(Saved data entries)

++++++++++

use actix_web::http::StatusCode;
use actix_web::{web, Responder};

use crate::api::response::respond_any;
use crate::server::RelayServer;

// 路由注册入口（GET）
// Route registration entry (GET)
pub fn register(cfg: &mut web::ServiceConfig, path: &str) {
    cfg.service(web::resource(path).route(web::get().to(health_ready_handle)));
}

// 就绪检查：摄取已连接且存储可用
// Readiness: ingestion connected and the store answers
pub async fn health_ready_handle(server: web::Data<RelayServer>) -> impl Responder {
    let ingest = server.is_ingest_connected();
    let store = server.is_store_healthy();
    let is_ready = ingest && store;
    let payload = serde_json::json!({
        "ready": is_ready,
        "service": "v-event-relay",
        "timestamp": chrono::Utc::now().timestamp_millis(),
        "ingest_connected": ingest,
        "store_healthy": store,
        "online_clients": server.registry.len()
    });
    let code = if is_ready { StatusCode::OK } else { StatusCode::SERVICE_UNAVAILABLE };
    respond_any(code, payload)
}
use actix_web::http::StatusCode;
use actix_web::{web, Responder};

use crate::api::response::respond_any;

// 路由注册入口（GET）
// Route registration entry (GET)
pub fn register(cfg: &mut web::ServiceConfig, path: &str) {
    cfg.service(web::resource(path).route(web::get().to(health_live_handle)));
}

// 存活检查
// Liveness check
pub async fn health_live_handle() -> impl Responder {
    let payload = serde_json::json!({
        "alive": true,
        "service": "v-event-relay",
        "timestamp": chrono::Utc::now().timestamp_millis()
    });
    respond_any(StatusCode::OK, payload)
}
use actix_web::http::StatusCode;
use actix_web::{web, Responder};

use crate::api::response::respond_any;
use crate::server::RelayServer;

// 路由注册入口（GET）
// Route registration entry (GET)
pub fn register(cfg: &mut web::ServiceConfig, path: &str) {
    cfg.service(web::resource(path).route(web::get().to(connection_list_handle)));
}

// 获取 WebSocket 连接列表
// Get WebSocket connection list
pub async fn connection_list_handle(server: web::Data<RelayServer>) -> impl Responder {
    respond_any(StatusCode::OK, server.online_connections())
}
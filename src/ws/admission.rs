use std::sync::atomic::{AtomicUsize, Ordering};
use std::sync::Arc;

/// 连接名额计数 / Live connection slot counter
#[derive(Debug)]
pub struct ConnectionSlots {
    live: AtomicUsize,
    max: usize,
}

/// 名额占用凭证，释放时归还 / Held slot, returned on drop
#[derive(Debug)]
pub struct SlotGuard {
    slots: Arc<ConnectionSlots>,
}

impl Drop for SlotGuard {
    fn drop(&mut self) {
        self.slots.live.fetch_sub(1, Ordering::AcqRel);
    }
}

impl ConnectionSlots {
    pub fn new(max: usize) -> Arc<Self> {
        Arc::new(Self {
            live: AtomicUsize::new(0),
            max,
        })
    }

    /// 原子地占用一个名额，已满返回 None / Reserve a slot atomically; `None` when full
    pub fn try_acquire(self: &Arc<Self>) -> Option<SlotGuard> {
        self.live
            .fetch_update(Ordering::AcqRel, Ordering::Acquire, |live| {
                (live < self.max).then_some(live + 1)
            })
            .ok()
            .map(|_| SlotGuard {
                slots: Arc::clone(self),
            })
    }

    pub fn live(&self) -> usize {
        self.live.load(Ordering::Acquire)
    }

    pub fn max(&self) -> usize {
        self.max
    }
}

/// 从查询串读取 user_id / Read `user_id` from the request query
pub fn parse_user_id(query: Option<&str>) -> Result<i64, String> {
    let query = query.ok_or_else(|| "missing user_id".to_string())?;
    let raw = query
        .split('&')
        .filter_map(|pair| pair.split_once('='))
        .find(|(key, _)| *key == "user_id")
        .map(|(_, value)| value)
        .ok_or_else(|| "missing user_id".to_string())?;
    let decoded = urlencoding::decode(raw).map_err(|e| format!("invalid user_id: {}", e))?;
    match decoded.trim().parse::<i64>() {
        Ok(0) => Err("user_id must be non-zero".to_string()),
        Ok(id) => Ok(id),
        Err(_) => Err(format!("user_id is not an integer: {}", decoded)),
    }
}

#[cfg(test)]
mod tests {
    use super::*;

    #[test]
    fn test_slots_are_bounded_and_released() {
        let slots = ConnectionSlots::new(2);
        let a = slots.try_acquire().unwrap();
        let _b = slots.try_acquire().unwrap();
        assert!(slots.try_acquire().is_none());
        assert_eq!(slots.live(), 2);
        drop(a);
        assert_eq!(slots.live(), 1);
        assert!(slots.try_acquire().is_some());
    }

    #[test]
    fn test_zero_max_rejects_everything() {
        let slots = ConnectionSlots::new(0);
        assert!(slots.try_acquire().is_none());
    }

    #[test]
    fn test_parse_user_id() {
        assert_eq!(parse_user_id(Some("user_id=42")), Ok(42));
        assert_eq!(parse_user_id(Some("x=1&user_id=%2D5")), Ok(-5));
        assert!(parse_user_id(None).is_err());
        assert!(parse_user_id(Some("user=1")).is_err());
        assert!(parse_user_id(Some("user_id=abc")).is_err());
        assert!(parse_user_id(Some("user_id=0")).is_err());
    }
}
//! 消息存储 / Message store
//!
//! 离线或投递失败的消息落在这里，连接建立时按存储顺序重放。
//! Holds messages that could not be handed to a live connection; replayed in
//! store order when the recipient connects.

use std::sync::Arc;

use crate::config::{StorageBackend, StorageConfig};
use crate::domain::message::{EventMessage, StoreId};
use crate::error::StoreError;

pub mod memory;
pub mod sled_store;

pub use memory::MemoryStore;
pub use sled_store::SledStore;

/// 存储抽象 / Storage contract
///
/// 每次调用相互独立，调用方记录失败后继续。
/// Calls are independent; callers log failures and carry on.
pub trait MessageStore: Send + Sync {
    /// 持久化并返回分配的标识 / Persist and return the assigned id
    fn persist(&self, message: &EventMessage) -> Result<StoreId, StoreError>;

    /// 某用户尚未投递的消息（存储顺序）/ Undelivered messages for a user, in store order
    fn unsent_for(&self, user_id: i64) -> Result<Vec<EventMessage>, StoreError>;

    fn for_receiver(&self, user_id: i64) -> Result<Vec<EventMessage>, StoreError>;

    fn for_event(&self, event_id: i64) -> Result<Vec<EventMessage>, StoreError>;

    /// 标记已投递 / Flag a stored message as delivered
    fn mark_delivered(&self, id: StoreId) -> Result<(), StoreError>;

    fn len(&self) -> Result<usize, StoreError>;

    fn is_empty(&self) -> Result<bool, StoreError> {
        Ok(self.len()? == 0)
    }
}

/// 按配置打开存储 / Open the configured backend
pub fn open_store(config: &StorageConfig) -> Result<Arc<dyn MessageStore>, StoreError> {
    match config.backend {
        StorageBackend::Sled => Ok(Arc::new(SledStore::open(&config.path)?)),
        StorageBackend::Memory => Ok(Arc::new(MemoryStore::new())),
    }
}

#[cfg(test)]
mod tests {
    use super::*;

    #[test]
    fn test_open_memory_backend() {
        let cfg = StorageConfig {
            backend: StorageBackend::Memory,
            path: String::new(),
        };
        let store = open_store(&cfg).unwrap();
        assert!(store.is_empty().unwrap());
    }

    #[test]
    fn test_open_sled_backend() {
        let dir = tempfile::tempdir().unwrap();
        let cfg = StorageConfig {
            backend: StorageBackend::Sled,
            path: dir.path().join("db").to_string_lossy().into_owned(),
        };
        let store = open_store(&cfg).unwrap();
        let id = store
            .persist(&EventMessage {
                receiver_id: 1,
                ..Default::default()
            })
            .unwrap();
        store.mark_delivered(id).unwrap();
        assert_eq!(store.len().unwrap(), 1);
    }
}
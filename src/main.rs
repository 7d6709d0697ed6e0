use actix_web::{web, App, HttpServer};
use clap::Parser;
use std::sync::Arc;
use std::time::Duration;
use tokio::sync::watch;
use tracing::{error, info, warn};

use v_event_relay::comm::{get_global_config_manager, init_global_config_with_file, init_tracing};
use v_event_relay::ingest::run_kafka_ingest;
use v_event_relay::membership::{HttpMembershipResolver, MembershipResolver};
use v_event_relay::storage::open_store;
use v_event_relay::{RelayConfig, RelayResult, RelayServer};

/// 命令行参数 / Command line arguments
#[derive(Parser, Debug)]
#[command(author, version, about = "v-event-relay: Kafka events to WebSocket clients", long_about = None)]
pub struct Args {
    /// 指定配置文件路径（TOML/JSON/YAML自动识别）
    /// Specify config file path (auto-detect TOML/JSON/YAML)
    #[arg(short = 'c', long = "config")]
    config: Option<String>,
}

/// 启动运维 HTTP 服务 / Build the ops HTTP server
fn start_http_server(server: RelayServer) -> RelayResult<actix_web::dev::Server> {
    let addr = format!("{}:{}", server.config.http.host, server.config.http.port);
    let http = HttpServer::new(move || {
        App::new()
            .app_data(web::Data::new(server.clone()))
            .configure(v_event_relay::api::configure)
    })
    .disable_signals()
    .bind(addr.clone())?
    .run();
    info!("🌐 HTTP server listening on http://{}", addr);
    Ok(http)
}

#[tokio::main]
async fn main() {
    let args = Args::parse();
    if let Err(e) = run(args).await {
        error!("❌ fatal error [{}]: {}", e.error_code(), e);
        eprintln!("v-event-relay: fatal error [{}]: {}", e.error_code(), e);
        std::process::exit(1);
    }
}

async fn run(args: Args) -> RelayResult<()> {
    // 如果提供配置文件路径则使用之，否则使用默认配置源
    // Use the given config file, or fall back to the default sources
    let cm = match &args.config {
        Some(path) => init_global_config_with_file(path)?,
        None => get_global_config_manager()?,
    };
    init_tracing()?;
    info!("🎯 Starting v-event-relay...");
    cm.print_sources_info();

    let config = RelayConfig::load(&cm);
    info!(
        "🔧 kafka={} group={} topics={:?}",
        config.kafka.brokers, config.kafka.group, config.kafka.topics
    );
    info!(
        "🔧 storage={:?} path={} membership={}",
        config.storage.backend, config.storage.path, config.membership.base_url
    );

    let store = open_store(&config.storage)?;
    let resolver: Arc<dyn MembershipResolver> =
        Arc::new(HttpMembershipResolver::new(&config.membership)?);
    let server = RelayServer::new(config, store, resolver);
    let (shutdown_tx, shutdown_rx) = watch::channel(false);

    // 监听失败是致命错误 / Failing to bind either listener is fatal
    let listener = server.bind_gateway().await?;
    let mut http = start_http_server(server.clone())?;
    let http_handle = http.handle();

    let ingest = tokio::spawn(run_kafka_ingest(
        server.config.kafka.clone(),
        server.config.backoff.clone(),
        server.router.clone(),
        shutdown_rx.clone(),
        server.ingest_connected.clone(),
    ));
    let gateway = {
        let server = server.clone();
        let shutdown = shutdown_rx.clone();
        tokio::spawn(async move { server.serve_gateway(listener, shutdown).await })
    };

    let mut http_done = false;
    tokio::select! {
        res = tokio::signal::ctrl_c() => {
            if let Err(e) = res {
                error!("❌ failed to listen for ctrl-c: {}", e);
            }
            info!("🛑 shutdown requested");
        }
        res = &mut http => {
            http_done = true;
            if let Err(e) = res {
                error!("❌ HTTP server error: {}", e);
            }
        }
    }

    let _ = shutdown_tx.send(true);
    if !http_done {
        http_handle.stop(true).await;
    }
    for (name, task) in [("gateway", gateway), ("ingest", ingest)] {
        if tokio::time::timeout(Duration::from_secs(5), task).await.is_err() {
            warn!("⚠️  {} did not stop within 5s", name);
        }
    }

    info!("✅ Server shutdown successfully");
    Ok(())
}
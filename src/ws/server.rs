use tokio::net::TcpListener;
use tokio::sync::watch;
use tracing::{info, warn};

use crate::error::{GatewayError, RelayResult};
use crate::server::RelayServer;

/// 启动WS监听 / Start WS listener
impl RelayServer {
    pub async fn bind_gateway(&self) -> RelayResult<TcpListener> {
        let addr = format!("{}:{}", self.config.gateway.host, self.config.gateway.port);
        let listener = TcpListener::bind(&addr).await?;
        info!("🚀 WebSocket gateway listening on {}", addr);
        Ok(listener)
    }

    /// 接受连接直到关闭信号 / Accept connections until shutdown
    pub async fn serve_gateway(&self, listener: TcpListener, mut shutdown: watch::Receiver<bool>) {
        info!(
            "📡 Waiting for connections (max {})...",
            self.config.gateway.max_connections
        );
        loop {
            let accepted = tokio::select! {
                _ = shutdown.changed() => break,
                accepted = listener.accept() => accepted,
            };
            let (stream, peer_addr) = match accepted {
                Ok(pair) => pair,
                Err(e) => {
                    warn!("⚠️  accept failed: {}", e);
                    continue;
                }
            };

            let server = self.clone();
            let shutdown = shutdown.clone();
            tokio::spawn(async move {
                match crate::ws::connection::handle_connection(stream, peer_addr, server, shutdown).await {
                    Ok(()) => {}
                    Err(GatewayError::Rejected(reason)) => info!("🚫 rejected connection: {}", reason),
                    Err(e) => warn!("Connection error from {}: {}", peer_addr, e),
                }
            });
        }
        info!("WebSocket gateway stopped");
    }
}
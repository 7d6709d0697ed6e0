/// 通用模块：配置与日志 / Common module: configuration and logging
pub mod config;
pub mod tracing;

pub use self::config::{get_global_config_manager, init_global_config_with_file, ConfigManager};
pub use self::tracing::init_tracing;
//! A compact offset sharing one word with flag bits.
//!
//! Object headers often hold a reference to their type descriptor plus a few
//! flags. With the descriptor living in a group, the reference fits in the low
//! half-word and the flags use the bits above it.

use std::fmt;

use crate::offset::CompactOffset;

/// Width of the offset field in a combined word.
pub const OFFSET_BITS: u32 = 16;

/// Bits holding the offset.
pub const OFFSET_MASK: usize = (1 << OFFSET_BITS) - 1;

/// Lowest bit available for flags.
pub const FIRST_FLAG: usize = 1 << OFFSET_BITS;

/// Word layout:
/// - Bits 0-15: compact offset
/// - Bits 16..: flags
#[derive(Clone, Copy, PartialEq, Eq, Hash, Default)]
#[repr(transparent)]
pub struct CombinedWord(usize);

impl CombinedWord {
    /// Pack `offset` with `rest`, whose low 16 bits must be clear.
    #[inline]
    pub const fn combine(offset: CompactOffset, rest: usize) -> Self {
        debug_assert!(rest & OFFSET_MASK == 0, "flag bits overlap the offset field");
        Self(offset.get() as usize | rest)
    }

    #[inline]
    pub const fn from_raw(word: usize) -> Self {
        Self(word)
    }

    #[inline]
    pub const fn get(self) -> usize {
        self.0
    }

    /// The offset in the low half-word.
    #[inline]
    pub const fn offset(self) -> CompactOffset {
        CompactOffset::from_raw((self.0 & OFFSET_MASK) as u16)
    }

    /// Everything above the offset field.
    #[inline]
    pub const fn rest(self) -> usize {
        self.0 & !OFFSET_MASK
    }

    #[inline]
    pub const fn with_flags(self, flags: usize) -> Self {
        debug_assert!(flags & OFFSET_MASK == 0, "flag bits overlap the offset field");
        Self(self.0 | flags)
    }

    #[inline]
    pub const fn without_flags(self, flags: usize) -> Self {
        Self(self.0 & !(flags & !OFFSET_MASK))
    }

    /// Whether every bit of `flags` is set.
    #[inline]
    pub const fn has_flags(self, flags: usize) -> bool {
        self.0 & flags == flags
    }
}

impl fmt::Debug for CombinedWord {
    fn fmt(&self, f: &mut fmt::Formatter<'_>) -> fmt::Result {
        f.debug_struct("CombinedWord")
            .field("offset", &self.offset())
            .field("flags", &format_args!("{:#x}", self.rest() >> OFFSET_BITS))
            .finish()
    }
}
//! Dispatch logic: extract params from ArgMatches and convert to command args.

use std::path::PathBuf;

use clap::ArgMatches;

use super::ColorChoice;
use crate::commands::check::CheckArgs;
use crate::commands::dump::DumpArgs;
use crate::commands::resolve::ResolveArgs;

pub struct CheckParams {
    pub layout_path: PathBuf,
}

impl CheckParams {
    pub fn from_matches(m: &ArgMatches) -> Self {
        Self {
            layout_path: layout_path(m),
        }
    }
}

impl From<CheckParams> for CheckArgs {
    fn from(p: CheckParams) -> Self {
        Self {
            layout_path: p.layout_path,
        }
    }
}

pub struct DumpParams {
    pub layout_path: PathBuf,
    pub group: Option<String>,
    pub color: ColorChoice,
}

impl DumpParams {
    pub fn from_matches(m: &ArgMatches) -> Self {
        Self {
            layout_path: layout_path(m),
            group: m.get_one::<String>("group").cloned(),
            color: parse_color(m),
        }
    }
}

impl From<DumpParams> for DumpArgs {
    fn from(p: DumpParams) -> Self {
        Self {
            layout_path: p.layout_path,
            group: p.group,
            color: p.color.should_colorize(),
        }
    }
}

pub struct ResolveParams {
    pub layout_path: PathBuf,
    pub group: String,
    pub member: String,
    pub skip: usize,
}

impl ResolveParams {
    pub fn from_matches(m: &ArgMatches) -> Self {
        Self {
            layout_path: layout_path(m),
            group: m
                .get_one::<String>("group")
                .cloned()
                .expect("clap enforces --group"),
            member: m
                .get_one::<String>("member")
                .cloned()
                .expect("clap enforces --member"),
            skip: m.get_one::<usize>("skip").copied().unwrap_or(0),
        }
    }
}

impl From<ResolveParams> for ResolveArgs {
    fn from(p: ResolveParams) -> Self {
        Self {
            layout_path: p.layout_path,
            group: p.group,
            member: p.member,
            skip: p.skip,
        }
    }
}

fn layout_path(m: &ArgMatches) -> PathBuf {
    m.get_one::<PathBuf>("layout_path")
        .cloned()
        .expect("clap enforces LAYOUT")
}

fn parse_color(m: &ArgMatches) -> ColorChoice {
    match m.get_one::<String>("color").map(|s| s.as_str()) {
        Some("always") => ColorChoice::Always,
        Some("never") => ColorChoice::Never,
        _ => ColorChoice::Auto,
    }
}
//! Binary form of group descriptions using postcard.
//!
//! Only descriptions are serialized; loading always goes back through
//! validation, so a cached table cannot skip the capacity check.

use crate::description::RawGroup;
use crate::error::LayoutError;
use crate::layout::GroupLayout;

impl RawGroup {
    pub fn from_binary(bytes: &[u8]) -> Result<Self, LayoutError> {
        Ok(postcard::from_bytes(bytes)?)
    }

    pub fn to_binary(&self) -> Vec<u8> {
        postcard::to_allocvec(self).expect("serialization should not fail")
    }
}

impl GroupLayout {
    /// Decode and validate a binary description.
    pub fn from_binary(bytes: &[u8]) -> Result<Self, LayoutError> {
        Self::from_raw(RawGroup::from_binary(bytes)?)
    }

    pub fn to_binary(&self) -> Vec<u8> {
        self.to_raw().to_binary()
    }
}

++++++++++

Search the entries above for the word "StorageBackend", and copy every line where it occurs.

▶ **EXPECTED ANSWER**:
use crate::config::{StorageBackend, StorageConfig};
        StorageBackend::Sled => Ok(Arc::new(SledStore::open(&config.path)?)),
        StorageBackend::Memory => Ok(Arc::new(MemoryStore::new())),
            backend: StorageBackend::Memory,
            backend: StorageBackend::Sled,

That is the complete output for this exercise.